Москва – обезображенная, обескровленная, почти мертвая – должна была отдать другому городу царственный венец старшинства.
Документы Совета земли начинались со слов: «По указу Московского государства бояр и воевод, и стольника и воеводы князя Дмитрия Михайловича Пожарского с товарищи…» Над Россией не стояло тогда государя, но некоторые из его функций принял на себя князь Пожарский.
На территории, контролируемой Первым земским ополчением, судили, выдавали грамоты на поместья, собирали деньги и занимались иными делами правления Трубецкой с Заруцким. Под их властью фактически выросло независимое южнорусское государство. Там, где стояли отряды Второго земского ополчения, утверждалось другое независимое государство – севернорусское. Минин и Пожарский собирали налоги, назначали должностных лиц, раздавали земли служилому люду, ставили в строй новые отряды точно так же, как их подмосковные «коллеги».
Довольно быстро этот поток административных дел приобрел державный характер. Слишком большая территория оказалась подвластна Минину с Пожарским, слишком высокий христианский идеал они объявили нормой для ополчения, слишком серьезные цели поставили перед собой, чтобы ополчение осталось просто освободительной армией.
Армия скоро стала превращаться в державу.

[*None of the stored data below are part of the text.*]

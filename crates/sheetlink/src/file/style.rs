//! Conversion between `cellXfs` records and [`CellStyle`]

use sheetlink_core::style::{
    decimal_places, Border, BorderStyle, BorderType, CellStyle, CodeTable, FillPattern,
    FillShading, FillStyle, FillType, FontStyle, FontUnderline, FontVertAlign, Rgb,
    GENERAL_FORMAT, TEXT_FORMAT,
};
use sheetlink_xlsx::{
    BorderDef, Edge, Fill, Font, GradientStop, NativeColor, StyleSheet, ThemePalette, Xf,
};

use crate::error::{Error, Result};

/// SpreadsheetML border styles; line weight is not part of the vocabulary
const BORDER_STYLES: CodeTable<&str, BorderStyle> = CodeTable::new(
    &[
        ("thin", BorderStyle::Continuous),
        ("medium", BorderStyle::Continuous),
        ("thick", BorderStyle::Continuous),
        ("hair", BorderStyle::Continuous),
        ("dashed", BorderStyle::Dash),
        ("mediumDashed", BorderStyle::Dash),
        ("dotted", BorderStyle::Dot),
        ("double", BorderStyle::Double),
        ("dashDot", BorderStyle::DashDot),
        ("dashDotDot", BorderStyle::DashDotDot),
        ("slantDashDot", BorderStyle::SlantDashDot),
        ("mediumDashDot", BorderStyle::MediumDashDot),
        ("mediumDashDotDot", BorderStyle::MediumDashDotDot),
    ],
    "thin",
    BorderStyle::Continuous,
);

/// Linear gradient angle (or path gradient focus) per shading
const GRADIENT_DEGREES: CodeTable<i32, FillShading> = CodeTable::new(
    &[
        (90, FillShading::Horizontal),
        (0, FillShading::Vertical),
        (45, FillShading::DiagonalDown),
        (135, FillShading::DiagonalUp),
    ],
    90,
    FillShading::Horizontal,
);

/// Fill ids reserved by the file format (`none` and `gray125`)
const RESERVED_FILLS: u32 = 2;

/// Read the style of a `cellXfs` record
pub(crate) fn read_style(styles: &StyleSheet, theme: &ThemePalette, xf_index: u32) -> CellStyle {
    let Some(xf) = styles.xf(xf_index) else {
        return CellStyle::default();
    };

    let (num_fmt, places) = match styles.num_fmt_code(xf.num_fmt_id) {
        Some(code) if code != GENERAL_FORMAT && code != TEXT_FORMAT => {
            let places = decimal_places(&code);
            (Some(code), (places > 0).then_some(places))
        }
        _ => (None, None),
    };

    CellStyle {
        border: styles
            .border(xf.border_id)
            .map(|b| read_borders(b, theme))
            .unwrap_or_default(),
        font: styles
            .font(xf.font_id)
            .map(|f| read_font(f, styles.default_font(), theme))
            .filter(|f| !f.is_empty()),
        fill: if xf.fill_id < RESERVED_FILLS {
            None
        } else {
            styles.fill(xf.fill_id).and_then(|f| read_fill(f, theme))
        },
        num_fmt,
        decimal_places: places,
    }
}

fn hex(color: Option<&NativeColor>, theme: &ThemePalette) -> Option<String> {
    color.and_then(|c| c.resolve(theme)).map(|rgb| rgb.to_hex())
}

/// Only the attributes that differ from the workbook's default font
fn read_font(font: &Font, default: &Font, theme: &ThemePalette) -> FontStyle {
    let differs = |a: bool, b: bool| (a != b).then_some(a);
    let color = hex(font.color.as_ref(), theme);
    FontStyle {
        bold: differs(font.bold, default.bold),
        italic: differs(font.italic, default.italic),
        strike: differs(font.strike, default.strike),
        underline: (font.underline != default.underline).then(|| {
            font.underline
                .as_deref()
                .map_or(FontUnderline::None, FontUnderline::from_name)
        }),
        vert_align: (font.vert_align != default.vert_align).then(|| {
            font.vert_align
                .as_deref()
                .map_or(FontVertAlign::Baseline, FontVertAlign::from_name)
        }),
        size: font.size.filter(|_| font.size != default.size),
        color: color.filter(|c| Some(c) != hex(default.color.as_ref(), theme).as_ref()),
    }
}

fn read_fill(fill: &Fill, theme: &ThemePalette) -> Option<FillStyle> {
    match fill {
        Fill::Pattern {
            pattern_type,
            fg,
            bg,
        } => {
            let pattern = FillPattern::from_name(pattern_type.as_deref()?);
            if pattern == FillPattern::None {
                return None;
            }
            Some(FillStyle {
                fill_type: Some(FillType::Pattern),
                pattern: Some(pattern),
                color: hex(fg.as_ref(), theme)
                    .or_else(|| hex(bg.as_ref(), theme))
                    .into_iter()
                    .collect(),
                shading: None,
            })
        }
        Fill::Gradient {
            gradient_type,
            degree,
            left,
            stops,
            ..
        } => {
            let shading = if gradient_type.as_deref() == Some("path") {
                if left.unwrap_or(0.0) > 0.0 {
                    FillShading::FromCenter
                } else {
                    FillShading::FromCorner
                }
            } else {
                GRADIENT_DEGREES.to_named(degree.unwrap_or(0.0).round() as i32)
            };
            Some(FillStyle {
                fill_type: Some(FillType::Gradient),
                pattern: None,
                color: stops
                    .iter()
                    .filter_map(|s| hex(Some(&s.color), theme))
                    .collect(),
                shading: Some(shading),
            })
        }
    }
}

fn read_borders(border: &BorderDef, theme: &ThemePalette) -> Vec<Border> {
    let edge = |border_type: BorderType, edge: &Edge| {
        edge.style.as_deref().map(|style| Border {
            border_type,
            style: Some(BORDER_STYLES.to_named(style)),
            color: hex(edge.color.as_ref(), theme),
        })
    };
    let mut borders: Vec<Border> = [
        (BorderType::Left, &border.left),
        (BorderType::Right, &border.right),
        (BorderType::Top, &border.top),
        (BorderType::Bottom, &border.bottom),
    ]
    .into_iter()
    .filter_map(|(t, e)| edge(t, e))
    .collect();
    if border.diagonal_down {
        borders.extend(edge(BorderType::DiagonalDown, &border.diagonal));
    }
    if border.diagonal_up {
        borders.extend(edge(BorderType::DiagonalUp, &border.diagonal));
    }
    borders
}

/// Merge the set fields of `style` into the record at `xf_index`
///
/// Returns the index of the resulting record, interned so identical styles
/// share one entry.
pub(crate) fn apply_style(styles: &mut StyleSheet, xf_index: u32, style: &CellStyle) -> Result<u32> {
    let mut xf: Xf = styles.xf(xf_index).cloned().unwrap_or_default();

    if let Some(font) = style.font.as_ref().filter(|f| !f.is_empty()) {
        let base = styles
            .font(xf.font_id)
            .unwrap_or_else(|| styles.default_font())
            .clone();
        xf.font_id = styles.intern_font(write_font(base, font)?);
        xf.set_apply("Font");
    }

    if let Some(fill) = style.fill.as_ref().filter(|f| !f.is_empty()) {
        xf.fill_id = styles.intern_fill(write_fill(fill)?);
        xf.set_apply("Fill");
    }

    if !style.border.is_empty() {
        let base = styles.border(xf.border_id).cloned().unwrap_or_default();
        xf.border_id = styles.intern_border(write_borders(base, &style.border)?);
        xf.set_apply("Border");
    }

    if let Some(code) = style.number_format() {
        xf.num_fmt_id = styles.intern_num_fmt(&code);
        xf.set_apply("NumberFormat");
    }

    Ok(styles.intern_xf(xf))
}

fn native(color: &str) -> Result<NativeColor> {
    Ok(NativeColor::from_rgb(Rgb::from_hex(color)?))
}

fn write_font(mut font: Font, style: &FontStyle) -> Result<Font> {
    if let Some(bold) = style.bold {
        font.bold = bold;
    }
    if let Some(italic) = style.italic {
        font.italic = italic;
    }
    if let Some(strike) = style.strike {
        font.strike = strike;
    }
    if let Some(underline) = style.underline {
        font.underline = (underline != FontUnderline::None).then(|| underline.as_str().to_string());
    }
    if let Some(vert_align) = style.vert_align {
        font.vert_align =
            (vert_align != FontVertAlign::Baseline).then(|| vert_align.as_str().to_string());
    }
    if let Some(size) = style.size {
        if size <= 0.0 {
            return Err(Error::style(format!("font size must be positive, got {size}")));
        }
        font.size = Some(size);
    }
    if let Some(color) = &style.color {
        font.color = Some(native(color)?);
    }
    Ok(font)
}

fn write_fill(style: &FillStyle) -> Result<Fill> {
    match style.effective_type() {
        FillType::Pattern => {
            let pattern = style.pattern.unwrap_or(FillPattern::Solid);
            if pattern == FillPattern::None {
                return Ok(Fill::default());
            }
            Ok(Fill::Pattern {
                pattern_type: Some(pattern.as_str().to_string()),
                fg: style.color.first().map(|c| native(c)).transpose()?,
                bg: None,
            })
        }
        FillType::Gradient => {
            let stops: Vec<GradientStop> = style
                .gradient_colors()?
                .into_iter()
                .zip([0.0, 1.0])
                .map(|(rgb, position)| GradientStop {
                    position,
                    color: NativeColor::from_rgb(rgb),
                })
                .collect();
            let shading = style.shading.unwrap_or(FillShading::Horizontal);
            Ok(match shading {
                FillShading::FromCenter | FillShading::FromCorner => {
                    let focus = if shading == FillShading::FromCenter {
                        Some(0.5)
                    } else {
                        None
                    };
                    Fill::Gradient {
                        gradient_type: Some("path".into()),
                        degree: None,
                        left: focus,
                        right: focus,
                        top: focus,
                        bottom: focus,
                        stops,
                    }
                }
                linear => Fill::Gradient {
                    gradient_type: None,
                    degree: Some(GRADIENT_DEGREES.to_native(linear) as f64),
                    left: None,
                    right: None,
                    top: None,
                    bottom: None,
                    stops,
                },
            })
        }
    }
}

Стояние в Ярославле продлилось до июля 1612 года.
Чем сильнее становилось Второе земское ополчение, а вместе с ним – независимое севернорусское государство, тем более накалялись его отношения с вождями подмосковного земства. Минин с Пожарским шли очищать Москву от чужих, а порой свои оказывались намного чужих горше. Приходилось применять воинскую силу, защищая города и земли от казачьего разбоя, прямо связанного с подмосковными «таборами». Так, из Переяславля-Залесского к Совету всея земли приехали «…бить челом начальникам всякие люди, что им от Заруцкого утеснение великое: не только что опустошил уезд, но и посады. Начальники послали воеводу Ивана Федоровича Наумова с ратными людьми. Иван же пришел в Переславль, и казаков отогнал, и Переславль укрепил»[29].
Заруцкий больше не воспринимался как союзник. Его «воровское» поведение обличали. С ним не хотели иметь дела. Его зов идти под Москву игнорировали, поскольку ни единому слову его не верили. А он с добротным постоянством поддерживал и укреплял эту свою репутацию в глазах Минина с Пожарским…
Чувствуя непримиримую вражду к Пожарскому, атаман послал в Ярославль убийц. Открыто напав на Дмитрия Михайловича с ножом, один из душегубов ранил охранника, но князю не причинил вреда. Мерзавца схватили, пытали, и на пытке он во всем сознался.
Смута, если понимать под нею прежде всего духовную порчу, страшно заразила Первое земское ополчение. Придя очищать Москву, оно само осквернилось под ее стенами.
На исходе июля Второе земское ополчение двинулось наконец к столице.
Душа народная, ослабев, почернев, испакостившись, оказалась изгнанной из собственного дома; долго-долго чистилась она, набиралась сил и теперь медленно шествовала к себе домой. Движение ее, хоть и неспешное, было неотвратимым. Начальное время Смуты явилось грехопадением ее. Свержение Шуйского и призвание поляков чуть не погрузило ее в невозвратную бездну. «Страстно́е восстание» явилось шагом к покаянию. Первое земское ополчение – борьба со старыми соблазнами, нахлынувшими с новой силой. Преодолев их во Втором ополчении, русская душа как будто исповедовалась, склонив голову и желая спасения. Теперь ее ждал путь к великому усилию и следующему за ним причастию победы. Но перед причастием добрый христианин читает особый канон, моля у Бога дать ему причаститься не во грех и не во осуждение. То, что входит в тело с причастным вином, должно встретить чистый сосуд. Очищенная душа народа возвращалась в жилище, принадлежащее ей по праву, и трепетала, ожидая: дарует ли ей Бог счастливое причащение?